Yutaka Takanashi
Yutaka Takanashi has always photographed the city—from close up, from far away, even very far away, from a moving car—sometimes on the lookout for an image charged with poetry, sometimes “picking up” a scrap of reality. As he has often repeated, these two approaches confront each other in his work: poetry/realism, mirror/window, visible/invisible. The important thing for him is to make his way over the terrain, to “walk on the ground” in order to take “anonymous pictures.”

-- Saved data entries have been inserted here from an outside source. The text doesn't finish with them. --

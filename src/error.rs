//! Error types for thermo-monitor operations.
//!
//! Every core error is channel-scoped: a failure while building one channel's
//! view never touches the other channel's buffer.

use std::io;
use thiserror::Error;

use crate::channel::Channel;

/// Result type alias using [`Error`].
pub type Result<T> = std::result::Result<T, Error>;

/// Errors that can occur in thermo-monitor operations.
#[derive(Debug, Error)]
pub enum Error {
    /// No reading has been recorded for the channel yet.
    #[error("no readings recorded yet for the {channel} channel")]
    EmptyBuffer {
        /// Channel whose buffer was empty.
        channel: Channel,
    },

    /// Fewer than two rows were available for a line fit.
    #[error("insufficient data for a trend line: {rows} row(s), at least 2 required")]
    InsufficientData {
        /// Number of rows that were provided.
        rows: usize,
    },

    /// The least-squares system has no unique solution.
    #[error("degenerate fit: least-squares denominator is zero or not finite")]
    DegenerateFit,

    /// A channel name outside {day, night}.
    #[error("unknown channel '{0}', expected 'day' or 'night'")]
    UnknownChannel(String),

    /// Configuration parsing error with line number.
    #[error("configuration error at line {line}: {message}")]
    ConfigParse {
        /// Line number where the error occurred (1-indexed).
        line: usize,
        /// Error message describing the issue.
        message: String,
    },

    /// Configuration file not found.
    #[error("configuration file not found: {0}")]
    ConfigNotFound(String),

    /// Invalid configuration value.
    #[error("invalid configuration value for '{key}': {message}")]
    ConfigInvalid {
        /// The configuration key with invalid value.
        key: String,
        /// Error message describing why the value is invalid.
        message: String,
    },

    /// Terminal initialization or rendering error.
    #[error("terminal error: {0}")]
    Terminal(#[from] io::Error),
}

impl Error {
    /// Returns true when a display surface should degrade instead of failing.
    ///
    /// An empty buffer means "render a waiting state"; too few points or a
    /// degenerate fit mean "render the table without a trend line".
    #[must_use]
    pub fn is_recoverable(&self) -> bool {
        matches!(
            self,
            Self::EmptyBuffer { .. } | Self::InsufficientData { .. } | Self::DegenerateFit
        )
    }

    pub(crate) fn invalid(key: impl Into<String>, message: impl Into<String>) -> Self {
        Self::ConfigInvalid {
            key: key.into(),
            message: message.into(),
        }
    }
}
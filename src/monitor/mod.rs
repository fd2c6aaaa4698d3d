//! Terminal dashboard for thermo-monitor.
//!
//! Shows one channel at a time: the current temperature and timestamp, the
//! most recent readings with their fitted values, and a scatter chart with
//! the regression line. The screen is redrawn on every loop iteration and
//! the scheduler appends new readings every refresh interval.
//!
//! # Quick Start
//!
//! ```rust,ignore
//! use thermo_monitor::monitor::App;
//! use thermo_monitor::Config;
//!
//! let config = Config::load_or_default("config.yaml");
//! let mut app = App::new(config)?;
//! app.run()?;
//! ```

// ============================================================================
// Re-export ratatui for downstream crates
// ============================================================================

pub use ratatui;

// ============================================================================
// Panels & Theming
// ============================================================================

pub mod panels;
pub mod theme;

pub use theme::{Gradient, Theme};

// ============================================================================
// Application
// ============================================================================

pub mod app;
pub mod input;

pub use app::App;
pub use input::{Action, InputHandler};
//! Display surfaces for one channel.
//!
//! Each panel borrows data from the pull API and renders it; none of them
//! hold state between frames.

pub mod chart;
pub mod readings;
pub mod value;

pub use chart::TrendChart;
pub use readings::ReadingsTable;
pub use value::{ValueBox, WAITING_TEXT};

Takanashi was a founding member of the well-known collective Provoke in 1968—the group briefly published a photography magazine of the same name—but he did not yield to the somewhat romantic indulgence of the offbeat blurry image. The provocative aspect of this short-lived phenomenon concealed a profound reaction against the photography establishment. In this sense, Provoke was in tune with the protest movements which inflamed the world in the late 1960s.
This group of photographs offers a different vision, a new photographic vocabulary proper to Takanashi, who readily speaks of the text of the images, of the connections between them. He has always taken great care with the making of his books, which remain the expression of a unique, singular voice committed to giving meaning: “For me, my concern was to give meaning.”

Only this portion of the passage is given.